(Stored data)

################

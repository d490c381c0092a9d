//! High-level [`Bundle`] API: open a container, inspect it, extract it.
//!
//! ```no_run
//! use unbundle::bundle::Bundle;
//! use unbundle::extract::ExtractOptions;
//!
//! let bundle = Bundle::open("level1.bundle")?;
//! for entry in bundle.list() {
//!     println!("{} {} {}", entry.name, entry.type_name, entry.stored_size);
//! }
//! let manifest = bundle.extract_to("out", ExtractOptions::default())?;
//! println!("{}", manifest.summary());
//! # Ok::<(), Box<dyn std::error::Error>>(())
//! ```

use std::fs;
use std::path::{Path, PathBuf};
use tracing::info;

use crate::codec::Compression;
use crate::cursor::RawBlob;
use crate::directory::{Directory, EntryDescriptor};
use crate::error::BundleError;
use crate::extract::{DirectorySink, ExtractOptions, Extractor, PayloadSink};
use crate::header::BundleHeader;
use crate::manifest::Manifest;
use crate::object::{ObjectGraph, Resolver};

// ── EntryInfo ────────────────────────────────────────────────────────────────

/// Lightweight descriptor returned by [`Bundle::list`].
#[derive(Debug, Clone)]
pub struct EntryInfo {
    pub index:        usize,
    pub name:         String,
    pub type_tag:     u32,
    pub type_name:    &'static str,
    pub stored_size:  u64,
    pub compression:  Compression,
    pub has_checksum: bool,
}

impl From<&EntryDescriptor> for EntryInfo {
    fn from(e: &EntryDescriptor) -> Self {
        EntryInfo {
            index:        e.index,
            name:         e.name.clone(),
            type_tag:     e.type_tag.0,
            type_name:    e.type_tag.name(),
            stored_size:  e.byte_length,
            compression:  e.compression,
            has_checksum: e.checksum.is_some(),
        }
    }
}

// ── Bundle ───────────────────────────────────────────────────────────────────

/// A container held in memory with its parsed directory.
pub struct Bundle {
    name:      String,
    data:      RawBlob,
    directory: Directory,
}

impl Bundle {
    pub fn open<P: AsRef<Path>>(path: P) -> Result<Self, BundleError> {
        let path = path.as_ref();
        let bytes = fs::read(path)?;
        let name = path
            .file_name()
            .map(|n| n.to_string_lossy().into_owned())
            .unwrap_or_else(|| path.display().to_string());
        Self::from_bytes(name, bytes)
    }

    /// Parse a container already in memory.  Fails only when the header or
    /// directory cannot be read; entry-level problems surface later.
    pub fn from_bytes(name: impl Into<String>, bytes: Vec<u8>) -> Result<Self, BundleError> {
        let data = RawBlob::new(bytes);
        let directory = Directory::parse(&data)?;
        Ok(Self { name: name.into(), data, directory })
    }

    pub fn name(&self) -> &str { &self.name }

    pub fn header(&self) -> &BundleHeader { &self.directory.header }

    pub fn version(&self) -> u32 { self.directory.version() }

    pub fn entries(&self) -> &[EntryDescriptor] { &self.directory.entries }

    pub fn list(&self) -> Vec<EntryInfo> {
        self.directory.entries.iter().map(EntryInfo::from).collect()
    }

    pub fn container_size(&self) -> u64 { self.data.len() as u64 }

    /// Decompressed, checksum-verified bytes of one entry.
    pub fn read_entry(&self, entry: &EntryDescriptor) -> Result<RawBlob, BundleError> {
        Resolver::open_entry(&self.data, entry)
    }

    pub fn resolve(&self) -> ObjectGraph {
        self.resolve_with(&Resolver::default())
    }

    pub fn resolve_with(&self, resolver: &Resolver) -> ObjectGraph {
        resolver.resolve(&self.data, &self.directory)
    }

    /// Resolve and extract through a configured extractor.
    pub fn extract_with<S: PayloadSink>(&self, extractor: &Extractor<S>) -> Manifest {
        let graph = self.resolve();
        extractor.run(&self.name, &graph)
    }

    /// Extract every entry into `dest` with the built-in decoders.
    pub fn extract_to<P: AsRef<Path>>(&self, dest: P, options: ExtractOptions) -> Result<Manifest, BundleError> {
        let dest: PathBuf = dest.as_ref().to_owned();
        let extractor = Extractor::new(DirectorySink::new(&dest)?).with_options(options);
        let manifest = self.extract_with(&extractor);
        info!(bundle = %self.name, dest = %dest.display(), "extraction finished");
        Ok(manifest)
    }
}

#[cfg(test)]
mod tests {
    use super::*;
    use crate::builder::{BundleBuilder, RecordWriter};
    use crate::cursor::Endian;
    use crate::schema::TypeTag;

    #[test]
    fn list_reports_directory_entries() {
        let mut b = BundleBuilder::new(2);
        b.add_compressed_entry(
            "notes",
            TypeTag::TEXT_ASSET,
            RecordWriter::new(TypeTag::TEXT_ASSET, 1, Endian::Little).string("notes").int32(0).bytes(b"hi").finish(),
            Compression::Lz4,
        );
        let bundle = Bundle::from_bytes("b", b.build().unwrap()).unwrap();
        let list = bundle.list();
        assert_eq!(list.len(), 1);
        assert_eq!(list[0].type_name, "TextAsset");
        assert_eq!(list[0].compression, Compression::Lz4);
        assert!(list[0].has_checksum);
        assert_eq!(bundle.version(), 2);
    }

    #[test]
    fn garbage_is_rejected_up_front() {
        let err = Bundle::from_bytes("x", b"not a bundle at all, just text".to_vec()).err().unwrap();
        assert!(matches!(err, BundleError::UnrecognizedFormat(_)));
    }
}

################

- [Goal of the exercise] The answer consists of every line above in which the word "default" occurs.

- [Written response]
//! let manifest = bundle.extract_to("out", ExtractOptions::default())?;
        self.resolve_with(&Resolver::default())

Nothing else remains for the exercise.